Mamografi bisa juga untuk wanita di bawah 40 tahun, jika memiliki gejala dan faktor risiko seperti riwayat kanker payudara dalam keluarga. Bagi wanita yang memiliki riwayat kanker payudara, bisa melakukan pemeriksaan BRCA 1 dan BRCA 2 sebagai deteksi. Jika hasil pemeriksaan positif, maka preventif mastektomi dapat dilakukan untuk mencegah terjadinya kanker payudara dengan berkonsultasi dahulu ke dokter yang menangani.
“Untuk mencegah kanker payudara, masyarakat dapat melakukan pola hidup dan pola diet yang sehat. Di antaranya, selalu berpikir positif, menjaga lifestyle yang baik dengan berolahraga, mengatur diet yang baik dengan mengurangi konsumsi lemak berlebih, menghindari alkohol dan rokok, juga selalu konsultasi dengan dokter jika konsumsi obat hormonal jangka panjang,” papar dr. Denny.
Nutrisi makanan khusus pasien kanker memiliki peranan penting dalam mendukung meningkatkan nafsu makan dan berat badan penderita kanker akibat dari efek samping terapi atau dampak buruk dari penyakit yang diderita pasien kanker.
Untuk mendukung program mengatasi kanker, PT Kalbe Farma Tbk (Kalbe) melalui Indonesia Cancer Care Community (ICCC), komunitas binaan Kalbe Ethical Customer Care, mensosialisasikan deteksi dini kanker hingga mengajak masyarakat Medan, Sumatra Utara dengan senam bersama. Kegiatan untuk meningkatkan kesadaran masyarakat terhadap penyakit kanker.
Pihak ICCC juga bekerja sama dengan Yayasan Kanker Indonesia (YKI) Sumatera Utara. YKI Sumut aktif setiap hari Jumat melaksanakan promosi kesehatan cegah kanker dengan pola hidup bersih dan sehat. Salah satunya, membagikan leaflet kepada masyarakat melalui pengurus masjid, kader kesehatan, dan tokoh masyarakat, agar dapat disebar luaskan pada masyarakat.
Sekretaris YKI Sumatera Utara, Dr. Siti Zahara Nasution, S.Kp., MNS., menjelaskan kanker payudara merupakan penyebab kematian terbanyak akibat kanker pada perempuan. Kondisi ini merata, baik di dunia, Asia, maupun di Indonesia, dan Sumatera Utara.
“YKI secara rutin melaksanakan workshop terkait pencegahan kanker payudara dengan sasaran seluruh pengurus YKI kabupaten/kota se-Sumatera Utara dan perangkat pemerintahan, yaitu camat, lurah, pengurus PKK, kader kesehatan, dan masyarakat awam,” ucapnya.
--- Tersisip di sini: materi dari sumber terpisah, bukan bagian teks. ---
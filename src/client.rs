//! End-to-end entry points: canonical request in, canonical response or
//! event stream out.

use std::sync::Arc;
use std::time::{Duration, Instant};

use tokio_util::sync::CancellationToken;

use crate::config::AdapterConfig;
use crate::error::CanonicalError;
use crate::observability::token_counter::{estimate_request_tokens, log_request_usage};
use crate::protocol::canonical::{CanonicalRequest, CanonicalResponse, ConvertOptions};
use crate::protocol::gemini::batch::{
    build_batch_request_items, BatchInput, BatchRequestItem, BatchResults, BatchStatus,
    CanonicalBatch,
};
use crate::protocol::gemini::encoder::encode_gemini_request;
use crate::protocol::gemini::response_decoder::decode_gemini_response;
use crate::protocol::gemini::stream_state::StreamStatePool;
use crate::stream::{spawn_gemini_stream, EventHook, StreamHandle, StreamOptions};
use crate::transport::GeminiTransport;

/// Gemini adapter bound to one upstream and one set of conversion flags.
#[derive(Debug)]
pub struct GeminiClient {
    transport: GeminiTransport,
    convert: ConvertOptions,
    channel_capacity: usize,
    stream_timeout: Option<Duration>,
    pool: Arc<StreamStatePool>,
}

impl GeminiClient {
    /// # Errors
    ///
    /// Returns [`CanonicalError::Config`] when the HTTP client cannot be built.
    pub fn from_config(config: &AdapterConfig) -> Result<Self, CanonicalError> {
        Ok(Self {
            transport: GeminiTransport::new(&config.upstream)?,
            convert: config.convert_options(),
            channel_capacity: config.stream.channel_capacity,
            stream_timeout: (config.stream.timeout_secs > 0)
                .then(|| Duration::from_secs(config.stream.timeout_secs)),
            pool: StreamStatePool::new(config.stream.pool_max_retained),
        })
    }

    #[must_use]
    pub fn transport(&self) -> &GeminiTransport {
        &self.transport
    }

    #[must_use]
    pub fn convert_options(&self) -> ConvertOptions {
        self.convert
    }

    /// One non-streaming completion.
    ///
    /// # Errors
    ///
    /// Invalid requests, plus whatever the transport reports.
    pub async fn generate(&self, request: &CanonicalRequest) -> Result<CanonicalResponse, CanonicalError> {
        let started = Instant::now();
        let body = encode_gemini_request(request, &self.convert)?;
        let vendor = self.transport.generate_content(&request.model, &body).await?;
        let response = decode_gemini_response(&vendor, &request.model, &self.convert);
        log_request_usage(
            &response.model,
            &response.usage,
            estimate_request_tokens(request),
            started.elapsed(),
        );
        Ok(response)
    }

    /// Start a stream. Events arrive on the returned handle; mid-stream
    /// failures arrive as a `response.failed` event, not as `Err`.
    ///
    /// # Errors
    ///
    /// Invalid requests and failures before the first byte.
    pub async fn stream(
        &self,
        request: &CanonicalRequest,
        hook: Option<EventHook>,
        cancel: Option<CancellationToken>,
    ) -> Result<StreamHandle, CanonicalError> {
        let body = encode_gemini_request(request, &self.convert)?;
        let lines = self
            .transport
            .stream_generate_content(&request.model, &body)
            .await?;

        let mut options = StreamOptions::new(request.model.clone())
            .with_convert_options(self.convert)
            .with_channel_capacity(self.channel_capacity)
            .with_pool(Arc::clone(&self.pool));
        if let Some(timeout) = self.stream_timeout {
            options = options.with_timeout(timeout);
        }
        if let Some(cancel) = cancel {
            options = options.with_cancel_token(cancel);
        }
        Ok(spawn_gemini_stream(lines, options, hook))
    }

    /// Encode the items and submit them as one inline batch.
    ///
    /// # Errors
    ///
    /// Encoding failures of any item, plus whatever the transport reports.
    pub async fn create_batch(
        &self,
        model: &str,
        items: &[BatchRequestItem],
        display_name: Option<&str>,
    ) -> Result<CanonicalBatch, CanonicalError> {
        let requests = build_batch_request_items(items, &self.convert)?;
        let job = self
            .transport
            .create_batch(model, BatchInput::Inline(requests), display_name)
            .await?;
        Ok(job.to_canonical())
    }

    /// # Errors
    ///
    /// Whatever the transport reports.
    pub async fn retrieve_batch(&self, name: &str) -> Result<CanonicalBatch, CanonicalError> {
        Ok(self.transport.get_batch(name).await?.to_canonical())
    }

    /// # Errors
    ///
    /// Whatever the transport reports.
    pub async fn list_batches(
        &self,
        page_size: Option<u32>,
        page_token: Option<&str>,
    ) -> Result<(Vec<CanonicalBatch>, Option<String>), CanonicalError> {
        let page = self.transport.list_batches(page_size, page_token).await?;
        let batches = page.operations.iter().map(|job| job.to_canonical()).collect();
        Ok((batches, page.next_page_token))
    }

    /// # Errors
    ///
    /// Whatever the transport reports.
    pub async fn cancel_batch(&self, name: &str) -> Result<BatchStatus, CanonicalError> {
        self.transport.cancel_batch(name).await
    }

    /// # Errors
    ///
    /// Whatever the transport reports, or a still-running batch.
    pub async fn batch_results(&self, name: &str) -> Result<BatchResults, CanonicalError> {
        self.transport.batch_results(name).await
    }
}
Selain tenaga medis, perusahaan farmasi, perusahaan teknologi kesehatan seperti Philips melalui Philips Foundation berkomitmen untuk mendukung kampanye deteksi dini.
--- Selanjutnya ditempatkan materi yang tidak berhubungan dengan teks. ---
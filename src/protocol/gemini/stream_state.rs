//! Per-stream bookkeeping for the Gemini stream translator, and the pool
//! that recycles it between streams.

use std::ops::{Deref, DerefMut};
use std::sync::atomic::AtomicU64;
use std::sync::{Arc, LazyLock};

use parking_lot::Mutex;
use rustc_hash::FxHashMap;
use smallvec::SmallVec;

use crate::protocol::canonical::{CanonicalUsage, ConvertOptions};
use crate::util::{next_generated_id, unix_now_secs};

/// Retention cap of the process-wide pool.
pub const DEFAULT_POOL_MAX_RETAINED: usize = 64;

static GENERATED_MESSAGE_ID_SEQ: AtomicU64 = AtomicU64::new(1);
static GENERATED_STREAM_RESPONSE_ID_SEQ: AtomicU64 = AtomicU64::new(1);

static GLOBAL_POOL: LazyLock<Arc<StreamStatePool>> =
    LazyLock::new(|| StreamStatePool::new(DEFAULT_POOL_MAX_RETAINED));

/// Mutable state of one in-flight stream.
///
/// Only the stream translator mutates it. Maps are keyed by output index.
#[derive(Debug, Default)]
pub struct StreamState {
    // --- lifecycle ---
    pub(super) created_emitted: bool,
    pub(super) in_progress_emitted: bool,
    pub(super) completed_emitted: bool,

    // --- identity ---
    pub(super) options: ConvertOptions,
    pub(super) message_id: String,
    pub(super) generated_response_id: String,
    pub(super) vendor_response_id: Option<String>,
    pub(super) request_model: String,
    pub(super) vendor_model: Option<String>,
    pub(super) created_at: i64,

    // --- items ---
    pub(super) next_output_index: usize,
    pub(super) items_opened: usize,
    pub(super) item_ids: FxHashMap<usize, String>,
    pub(super) tool_call_ids: FxHashMap<usize, String>,
    pub(super) tool_names: FxHashMap<usize, String>,
    pub(super) tool_arguments: FxHashMap<usize, String>,
    pub(super) open_tool_calls: SmallVec<[usize; 4]>,
    pub(super) text_output_index: Option<usize>,
    pub(super) text_closed: bool,
    pub(super) text_buffer: String,

    // --- outcome ---
    pub(super) last_usage: Option<CanonicalUsage>,
    pub(super) last_finish_reason: Option<String>,
    pub(super) prompt_blocked: bool,
    pub(super) saw_candidate: bool,
    pub(super) saw_tool_calls: bool,
}

impl StreamState {
    /// A fresh, unpooled state for one stream.
    #[must_use]
    pub fn new(model: &str, options: ConvertOptions) -> Self {
        let mut state = Self::default();
        state.begin(model, options);
        state
    }

    fn begin(&mut self, model: &str, options: ConvertOptions) {
        self.options = options;
        self.request_model.push_str(model);
        self.message_id = next_generated_id("msg", &GENERATED_MESSAGE_ID_SEQ);
        self.generated_response_id =
            next_generated_id("resp", &GENERATED_STREAM_RESPONSE_ID_SEQ);
        self.created_at = unix_now_secs();
    }

    /// Clear every flag, map and buffer, keeping allocations.
    pub fn reset(&mut self) {
        self.created_emitted = false;
        self.in_progress_emitted = false;
        self.completed_emitted = false;

        self.options = ConvertOptions::default();
        self.message_id.clear();
        self.generated_response_id.clear();
        self.vendor_response_id = None;
        self.request_model.clear();
        self.vendor_model = None;
        self.created_at = 0;

        self.next_output_index = 0;
        self.items_opened = 0;
        self.item_ids.clear();
        self.tool_call_ids.clear();
        self.tool_names.clear();
        self.tool_arguments.clear();
        self.open_tool_calls.clear();
        self.text_output_index = None;
        self.text_closed = false;
        self.text_buffer.clear();

        self.last_usage = None;
        self.last_finish_reason = None;
        self.prompt_blocked = false;
        self.saw_candidate = false;
        self.saw_tool_calls = false;
    }

    /// Vendor response id once observed, else the generated one.
    #[must_use]
    pub fn response_id(&self) -> &str {
        self.vendor_response_id
            .as_deref()
            .unwrap_or(&self.generated_response_id)
    }

    /// Vendor model version once observed, else the request model.
    #[must_use]
    pub fn model(&self) -> &str {
        self.vendor_model.as_deref().unwrap_or(&self.request_model)
    }

    #[must_use]
    pub fn message_id(&self) -> &str {
        &self.message_id
    }

    /// Whether a terminal event has been produced.
    #[must_use]
    pub fn is_finished(&self) -> bool {
        self.completed_emitted
    }

    #[must_use]
    pub fn last_usage(&self) -> Option<CanonicalUsage> {
        self.last_usage
    }

    pub(super) fn allocate_output_index(&mut self) -> usize {
        let index = self.next_output_index;
        self.next_output_index += 1;
        self.items_opened += 1;
        index
    }

    /// `{message_id}_{kind}_{output_index}`, recorded for the index.
    pub(super) fn assign_item_id(&mut self, kind: &str, output_index: usize) -> String {
        let id = format!("{}_{kind}_{output_index}", self.message_id);
        self.item_ids.insert(output_index, id.clone());
        id
    }
}

/// Bounded free list of [`StreamState`] values.
#[derive(Debug)]
pub struct StreamStatePool {
    free: Mutex<Vec<StreamState>>,
    max_retained: usize,
}

impl StreamStatePool {
    #[must_use]
    pub fn new(max_retained: usize) -> Arc<Self> {
        Arc::new(Self {
            free: Mutex::new(Vec::with_capacity(max_retained.min(16))),
            max_retained,
        })
    }

    /// The process-wide pool.
    #[must_use]
    pub fn global() -> Arc<Self> {
        Arc::clone(&GLOBAL_POOL)
    }

    /// Take a state for a new stream, reusing a retained one when available.
    #[must_use]
    pub fn acquire(self: &Arc<Self>, model: &str, options: ConvertOptions) -> PooledStreamState {
        let mut state = self.free.lock().pop().unwrap_or_default();
        state.begin(model, options);
        PooledStreamState {
            state,
            pool: Arc::clone(self),
        }
    }

    /// Return a state to the pool. Equivalent to dropping the guard.
    pub fn release(guard: PooledStreamState) {
        drop(guard);
    }

    /// Number of states currently retained.
    #[must_use]
    pub fn retained(&self) -> usize {
        self.free.lock().len()
    }

    fn give_back(&self, mut state: StreamState) {
        state.reset();
        let mut free = self.free.lock();
        if free.len() < self.max_retained {
            free.push(state);
        }
    }
}

/// Exclusive handle on a pooled [`StreamState`]; returns it to the pool on drop.
#[derive(Debug)]
pub struct PooledStreamState {
    state: StreamState,
    pool: Arc<StreamStatePool>,
}

impl Deref for PooledStreamState {
    type Target = StreamState;

    fn deref(&self) -> &StreamState {
        &self.state
    }
}

impl DerefMut for PooledStreamState {
    fn deref_mut(&mut self) -> &mut StreamState {
        &mut self.state
    }
}

impl Drop for PooledStreamState {
    fn drop(&mut self) {
        let state = std::mem::take(&mut self.state);
        self.pool.give_back(state);
    }
}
Margot Cooijmans, Direktur Philips Foundation, menegaskan solusi perawatan kesehatan inovatif guna mengatasi masalah kesehatan di mana sumber daya terpenting masih belum tersedia.
“Kami akan terus terlibat dalam kegiatan intervensi awal, terutama bagi masyarakat kurang mampu di Indonesia,” kata Margot dalam rangka menyediakan layanan deteksi dini bagi masyarakat kurang mampu.
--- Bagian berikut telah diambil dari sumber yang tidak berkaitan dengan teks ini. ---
impl StreamEventType {
    #[must_use]
    pub fn as_str(self) -> &'static str {
        match self {
            StreamEventType::ResponseCreated => "response.created",
            StreamEventType::ResponseInProgress => "response.in_progress",
            StreamEventType::OutputItemAdded => "response.output_item.added",
            StreamEventType::OutputItemDone => "response.output_item.done",
            StreamEventType::ContentPartAdded => "response.content_part.added",
            StreamEventType::ContentPartDone => "response.content_part.done",
            StreamEventType::OutputTextDelta => "response.output_text.delta",
            StreamEventType::OutputTextDone => "response.output_text.done",
            StreamEventType::ReasoningSummaryPartAdded => "response.reasoning_summary_part.added",
            StreamEventType::ReasoningSummaryPartDone => "response.reasoning_summary_part.done",
            StreamEventType::ReasoningSummaryTextDelta => "response.reasoning_summary_text.delta",
            StreamEventType::ReasoningSummaryTextDone => "response.reasoning_summary_text.done",
            StreamEventType::FunctionCallArgumentsDone => {
                "response.function_call_arguments.done"
            }
            StreamEventType::ResponseCompleted => "response.completed",
            StreamEventType::ResponseFailed => "response.failed",
            StreamEventType::ResponseCancelled => "response.cancelled",
            StreamEventType::ResponseTimedOut => "response.timed_out",
        }
    }

    /// Whether this event ends the stream.
    #[must_use]
    pub fn is_terminal(self) -> bool {
        matches!(
            self,
            StreamEventType::ResponseCompleted
                | StreamEventType::ResponseFailed
                | StreamEventType::ResponseCancelled
                | StreamEventType::ResponseTimedOut
        )
    }
}

impl Serialize for StreamEventType {
    fn serialize<S: serde::Serializer>(&self, serializer: S) -> Result<S::Ok, S::Error> {
        serializer.serialize_str(self.as_str())
    }
}

#[derive(Debug, Clone, Copy, PartialEq, Eq, Serialize)]
#[serde(rename_all = "snake_case")]
pub enum ItemStatus {
    InProgress,
    Completed,
}

#[derive(Debug, Clone, Copy, PartialEq, Eq, Serialize)]
#[serde(rename_all = "snake_case")]
pub enum ResponseStatus {
    InProgress,
    Completed,
    Failed,
    Cancelled,
    Incomplete,
}

/// An output item of a streamed response.
#[derive(Debug, Clone, PartialEq, Serialize)]
#[serde(tag = "type", rename_all = "snake_case")]
pub enum OutputItem {
    Message {
        id: String,
        status: ItemStatus,
        role: CanonicalRole,
        content: Vec<ContentBlock>,
    },
    Reasoning {
        id: String,
        status: ItemStatus,
        summary: Vec<String>,
        #[serde(skip_serializing_if = "Option::is_none")]
        encrypted_content: Option<String>,
        #[serde(skip_serializing_if = "Option::is_none")]
        call_id: Option<String>,
    },
    FunctionCall {
        id: String,
        status: ItemStatus,
        call_id: String,
        name: String,
        arguments: String,
    },
    FunctionCallOutput {
        id: String,
        status: ItemStatus,
        call_id: String,
        name: String,
        output: String,
    },
}

/// Snapshot of the response carried by lifecycle events.
#[derive(Debug, Clone, PartialEq, Serialize)]
pub struct ResponseSnapshot {
    pub id: String,
    pub model: String,
    pub created_at: i64,
    pub status: ResponseStatus,
    #[serde(skip_serializing_if = "Option::is_none")]
    pub finish_reason: Option<FinishReason>,
    #[serde(skip_serializing_if = "Option::is_none")]
    pub usage: Option<CanonicalUsage>,
}

/// Error details carried by a `response.failed` event.
#[derive(Debug, Clone, PartialEq, Eq, Serialize)]
pub struct StreamErrorInfo {
    pub status: u16,
    #[serde(skip_serializing_if = "Option::is_none")]
    pub code: Option<String>,
    pub message: String,
}

/// Type-specific payload of a stream event.
#[derive(Debug, Clone, PartialEq, Serialize)]
#[serde(untagged)]
pub enum StreamPayload {
    Response {
        response: ResponseSnapshot,
    },
    Item {
        item: OutputItem,
    },
    Part {
        part: ContentBlock,
    },
    Delta {
        delta: String,
        #[serde(skip_serializing_if = "Option::is_none")]
        signature: Option<String>,
    },
    Text {
        text: String,
    },
    Arguments {
        arguments: String,
    },
    Failure {
        response: ResponseSnapshot,
        error: StreamErrorInfo,
    },
    Empty {},
}

/// A single event in a canonical stream.
#[derive(Debug, Clone, PartialEq, Serialize)]
pub struct CanonicalStreamEvent {
    #[serde(rename = "type")]
    pub event_type: StreamEventType,
    pub sequence_number: u64,
    #[serde(skip_serializing_if = "Option::is_none")]
    pub output_index: Option<usize>,
    #[serde(skip_serializing_if = "Option::is_none")]
    pub content_index: Option<usize>,
    #[serde(skip_serializing_if = "Option::is_none")]
    pub item_id: Option<String>,
    #[serde(flatten)]
    pub payload: StreamPayload,
}

impl CanonicalStreamEvent {
    /// Text carried by delta/done events, if any.
    #[must_use]
    pub fn delta_text(&self) -> Option<&str> {
        match &self.payload {
            StreamPayload::Delta { delta, .. } => Some(delta),
            StreamPayload::Text { text } => Some(text),
            _ => None,
        }
    }

    /// Response snapshot carried by lifecycle/terminal events, if any.
    #[must_use]
    pub fn response(&self) -> Option<&ResponseSnapshot> {
        match &self.payload {
            StreamPayload::Response { response } | StreamPayload::Failure { response, .. } => {
                Some(response)
            }
            _ => None,
        }
    }
}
Pim Preesman, Presiden Direktur Philips Indonesia, menambahkan, sebagai perusahaan teknologi kesehatan, Philips mendorong perempuan untuk menjalani pemeriksaan secara rutin dan berkonsultasi dengan dokter untuk mengetahui tanda-tanda kanker payudara sejak dini. Dia menjamin bahwa pihaknya berkomitmen untuk selalu menghadirkan solusi tercanggih untuk mendukung para tenaga medis profesional dalam mendeteksi kanker payudara dan membantu mereka untuk memberikan diagnosis yang lebih baik.
“Dengan begitu, perawatan yang diberikan akan sesuai dengan kebutuhan pasien,“ ungkap Pim.